Calcium/calmodulin inhibition of coupled NaCl transport in membrane vesicles from rabbit ileal brush border

Abstract

The role of Ca2+ and calmodulin in regulating coupled NaCl transport has been investigated in membrane vesicles from rabbit ileal brush border. Uptake of 22Na+ and 36Cl- was determined by a rapid filtration technique in vesicles isolated with a sucrose density gradient ultracentrifugation method. Ca2+ on the inside of the vesicle inhibited Na+ uptake when Cl- was the anion and Cl- uptake when Na+ was the cation by approximately equal to 30%. Ca2+ on the outside had no effect.

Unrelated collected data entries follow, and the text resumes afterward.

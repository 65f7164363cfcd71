use clap::Parser;

fn main() {
    let cli = match linkroute_core::runtime::Cli::try_parse() {
        Ok(cli) => cli,
        Err(error) => error.exit(),
    };

    if let Err(error) = linkroute_core::runtime::run(cli) {
        eprintln!("[linkroute] {error}");
        std::process::exit(1);
    }
}
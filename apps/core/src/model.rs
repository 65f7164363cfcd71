use std::fmt::{Display, Formatter};
use std::path::PathBuf;

use chrono::{DateTime, Utc};
use serde::{Deserialize, Serialize};

pub const MIN_PORT: u16 = 1;
pub const MAX_PORT: u16 = 65535;
pub const MIN_RECENT_URLS: usize = 5;
pub const MAX_RECENT_URLS: usize = 50;

#[derive(Debug, Clone, PartialEq, Eq, Serialize, Deserialize)]
pub struct Profile {
    pub id: String,
    pub name: String,
    pub directory_name: String,
}

impl Profile {
    pub fn new(scope: &str, directory_name: &str, name: &str) -> Self {
        Self {
            id: format!("{scope}:{directory_name}"),
            name: name.to_string(),
            directory_name: directory_name.to_string(),
        }
    }
}

#[derive(Debug, Clone, PartialEq, Eq, Serialize, Deserialize)]
pub struct Destination {
    pub id: String,
    pub name: String,
    pub executable_path: PathBuf,
    #[serde(default)]
    pub profiles: Vec<Profile>,
}

impl Destination {
    pub fn new(id: &str, name: &str, executable_path: impl Into<PathBuf>) -> Self {
        Self {
            id: id.to_string(),
            name: name.to_string(),
            executable_path: executable_path.into(),
            profiles: Vec::new(),
        }
    }

    pub fn with_profiles(mut self, profiles: Vec<Profile>) -> Self {
        self.profiles = profiles;
        self
    }

    pub fn profile(&self, profile_id: &str) -> Option<&Profile> {
        self.profiles.iter().find(|profile| profile.id == profile_id)
    }

    pub fn supports_profiles(&self) -> bool {
        !self.profiles.is_empty()
    }
}

#[derive(Debug, Clone, Copy, PartialEq, Eq, Hash, Serialize, Deserialize)]
#[serde(try_from = "RawPortRange")]
pub struct PortRange {
    start: u16,
    end: u16,
}

/// Wire form of `PortRange`; bounds are checked on the way in.
#[derive(Deserialize)]
struct RawPortRange {
    start: u32,
    end: u32,
}

impl TryFrom<RawPortRange> for PortRange {
    type Error = PortRangeError;

    fn try_from(raw: RawPortRange) -> Result<Self, Self::Error> {
        Ok(Self::new(check_port(raw.start)?, check_port(raw.end)?))
    }
}

#[derive(Debug, Clone, PartialEq, Eq, thiserror::Error)]
pub enum PortRangeError {
    #[error("port range is empty")]
    Empty,
    #[error("'{0}' is not a port or a start-end range")]
    Malformed(String),
    #[error("port {0} is outside 1-65535")]
    OutOfRange(u32),
}

impl PortRange {
    /// Single-port range. Port 0 is lifted to 1.
    pub fn single(port: u16) -> Self {
        let port = port.max(MIN_PORT);
        Self {
            start: port,
            end: port,
        }
    }

    /// Builds a range from two bounds given in either order.
    pub fn new(a: u16, b: u16) -> Self {
        let (a, b) = (a.max(MIN_PORT), b.max(MIN_PORT));
        Self {
            start: a.min(b),
            end: a.max(b),
        }
    }

    pub fn start(&self) -> u16 {
        self.start
    }

    pub fn end(&self) -> u16 {
        self.end
    }

    pub fn contains(&self, port: u16) -> bool {
        (self.start..=self.end).contains(&port)
    }

    /// Accepts `"443"` or `"8000-8999"` (surrounding whitespace ignored).
    pub fn parse(input: &str) -> Result<Self, PortRangeError> {
        let trimmed = input.trim();
        if trimmed.is_empty() {
            return Err(PortRangeError::Empty);
        }

        match trimmed.split_once('-') {
            None => Ok(Self::single(parse_port(trimmed)?)),
            Some((start, end)) => {
                let start = parse_port(start.trim())?;
                let end = parse_port(end.trim())?;
                Ok(Self::new(start, end))
            }
        }
    }
}

fn parse_port(raw: &str) -> Result<u16, PortRangeError> {
    if raw.is_empty() || !raw.chars().all(|c| c.is_ascii_digit()) {
        return Err(PortRangeError::Malformed(raw.to_string()));
    }
    let value: u32 = raw
        .parse()
        .map_err(|_| PortRangeError::OutOfRange(u32::MAX))?;
    check_port(value)
}

fn check_port(value: u32) -> Result<u16, PortRangeError> {
    if value < MIN_PORT as u32 || value > MAX_PORT as u32 {
        return Err(PortRangeError::OutOfRange(value));
    }
    Ok(value as u16)
}

impl Display for PortRange {
    fn fmt(&self, f: &mut Formatter<'_>) -> std::fmt::Result {
        if self.start == self.end {
            write!(f, "{}", self.start)
        } else {
            write!(f, "{}-{}", self.start, self.end)
        }
    }
}

#[derive(Debug, Clone, Copy, PartialEq, Eq, Hash, Serialize, Deserialize)]
#[serde(rename_all = "lowercase")]
pub enum MatchType {
    Contains,
    Domain,
    Wildcard,
    Regex,
}

impl MatchType {
    pub const ALL: [MatchType; 4] = [
        MatchType::Contains,
        MatchType::Domain,
        MatchType::Wildcard,
        MatchType::Regex,
    ];

    pub fn display_name(&self) -> &'static str {
        match self {
            Self::Contains => "Contains",
            Self::Domain => "Domain",
            Self::Wildcard => "Wildcard",
            Self::Regex => "Regex",
        }
    }

    pub fn placeholder(&self) -> &'static str {
        match self {
            Self::Contains => "github",
            Self::Domain => "github.com",
            Self::Wildcard => "*.github.com/*",
            Self::Regex => r".*\.google\.com/.*",
        }
    }

    pub fn description(&self) -> &'static str {
        match self {
            Self::Contains => "Match if URL contains this text anywhere",
            Self::Domain => "Match by domain name only (ignores protocol and path)",
            Self::Wildcard => "Match full URL with wildcards (* = any, ? = single char)",
            Self::Regex => "Match full URL with regular expression",
        }
    }

    pub fn parse(input: &str) -> Option<Self> {
        match input.trim().to_ascii_lowercase().as_str() {
            "contains" => Some(Self::Contains),
            "domain" => Some(Self::Domain),
            "wildcard" => Some(Self::Wildcard),
            "regex" => Some(Self::Regex),
            _ => None,
        }
    }
}

#[derive(Debug, Clone, PartialEq, Eq, Serialize, Deserialize)]
#[serde(rename_all = "camelCase")]
pub struct Rule {
    pub id: String,
    pub pattern: String,
    pub match_type: MatchType,
    #[serde(rename = "destinationID")]
    pub destination_id: String,
    #[serde(rename = "profileID", default, skip_serializing_if = "Option::is_none")]
    pub profile_id: Option<String>,
    #[serde(default, skip_serializing_if = "Option::is_none")]
    pub port_range: Option<PortRange>,
    pub enabled: bool,
    pub priority: i64,
}

impl Rule {
    /// New enabled rule with a fresh id. Priority is assigned by the store.
    pub fn new(pattern: &str, match_type: MatchType, destination_id: &str) -> Self {
        Self {
            id: uuid::Uuid::new_v4().to_string(),
            pattern: pattern.to_string(),
            match_type,
            destination_id: destination_id.to_string(),
            profile_id: None,
            port_range: None,
            enabled: true,
            priority: 0,
        }
    }

    pub fn with_profile(mut self, profile_id: &str) -> Self {
        self.profile_id = Some(profile_id.to_string());
        self
    }

    pub fn with_port_range(mut self, port_range: PortRange) -> Self {
        self.port_range = Some(port_range);
        self
    }

    pub fn disabled(mut self) -> Self {
        self.enabled = false;
        self
    }
}

#[derive(Debug, Clone, PartialEq, Eq, Serialize, Deserialize)]
#[serde(rename_all = "camelCase")]
pub struct RecentRoute {
    pub id: String,
    pub url: String,
    pub destination_name: String,
    pub timestamp: DateTime<Utc>,
}

impl RecentRoute {
    pub fn new(url: &str, destination_name: &str) -> Self {
        Self {
            id: uuid::Uuid::new_v4().to_string(),
            url: url.to_string(),
            destination_name: destination_name.to_string(),
            timestamp: Utc::now(),
        }
    }

    /// Short form for menus: host plus the start of the path.
    pub fn display_url(&self) -> String {
        let parsed = url::Url::parse(&self.url).ok();
        let Some(host) = parsed.as_ref().and_then(|u| u.host_str()) else {
            let head: String = self.url.chars().take(50).collect();
            return if self.url.chars().count() > 50 {
                format!("{head}...")
            } else {
                head
            };
        };

        let path = parsed.as_ref().map(|u| u.path()).unwrap_or_default();
        if path.is_empty() || path == "/" {
            host.to_string()
        } else {
            let head: String = path.chars().take(20).collect();
            format!("{host}{head}...")
        }
    }
}

#[derive(Debug, Clone, PartialEq, Eq, Serialize, Deserialize)]
#[serde(rename_all = "camelCase", default)]
pub struct NotificationSettings {
    pub show_banner: bool,
    pub flash_icon: bool,
    pub track_recent: bool,
    pub play_sound: bool,
    pub sound_name: String,
    #[serde(rename = "maxRecentURLs")]
    pub max_recent_urls: usize,
}

impl Default for NotificationSettings {
    fn default() -> Self {
        Self {
            show_banner: false,
            flash_icon: true,
            track_recent: true,
            play_sound: false,
            sound_name: "Pop".to_string(),
            max_recent_urls: 10,
        }
    }
}

impl NotificationSettings {
    pub fn clamped(mut self) -> Self {
        self.max_recent_urls = self.max_recent_urls.clamp(MIN_RECENT_URLS, MAX_RECENT_URLS);
        self
    }
}

/// Plain data behind a `RoutingStore`; what dispatch reads.
#[derive(Debug, Clone, PartialEq, Eq)]
pub struct RoutingState {
    pub rules: Vec<Rule>,
    pub routing_enabled: bool,
    pub fallback_destination_id: Option<String>,
    pub notification_settings: NotificationSettings,
    pub recent_routes: Vec<RecentRoute>,
}

impl Default for RoutingState {
    fn default() -> Self {
        Self {
            rules: Vec::new(),
            routing_enabled: true,
            fallback_destination_id: None,
            notification_settings: NotificationSettings::default(),
            recent_routes: Vec::new(),
        }
    }
}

When gluconate was the anion or when choline was the cation, Na+ or Cl- uptake was reduced by only 9-12%. A similar inhibition of D-[3H]mannitol uptake (10-17%) suggests this was due to a nonspecific decrease in the membrane permeability. Other cations such as Ba2+ and Mg2+ had no effect, but La3+ inhibited Na+ and Cl- uptake to the same degree as Ca2+. Calmodulin (2 microM) in combination with Ca2+ (1 microM, free concentration) significantly inhibited Na+ uptake when Cl- was the anion by 21-32% and Cl- uptake when Na+ was the cation by 20-27%. This effect was completely reversed by 10 microM trifluoperazine. When gluconate was the anion or when choline was the cation, Na+ or Cl- uptake was unaffected by Ca2+/calmodulin and trifluoperazine. The Ki for Ca2+ inhibition of Cl- -coupled Na+ uptake was reduced from 200 microM to 0.2 microM by incubation with 20 microM calmodulin. The Ki for exogenously added calmodulin studied at 1 microM Ca2+ was 0.2 microM. The Ki for trifluoperazine inhibition of the Ca2+/calmodulin response was 3 microM. These results represent compelling evidence for intracellular Ca2+/calmodulin regulation of coupled NaCl transport across the intestinal microvillus membrane. The exact mechanism of this regulation remains to be delineated.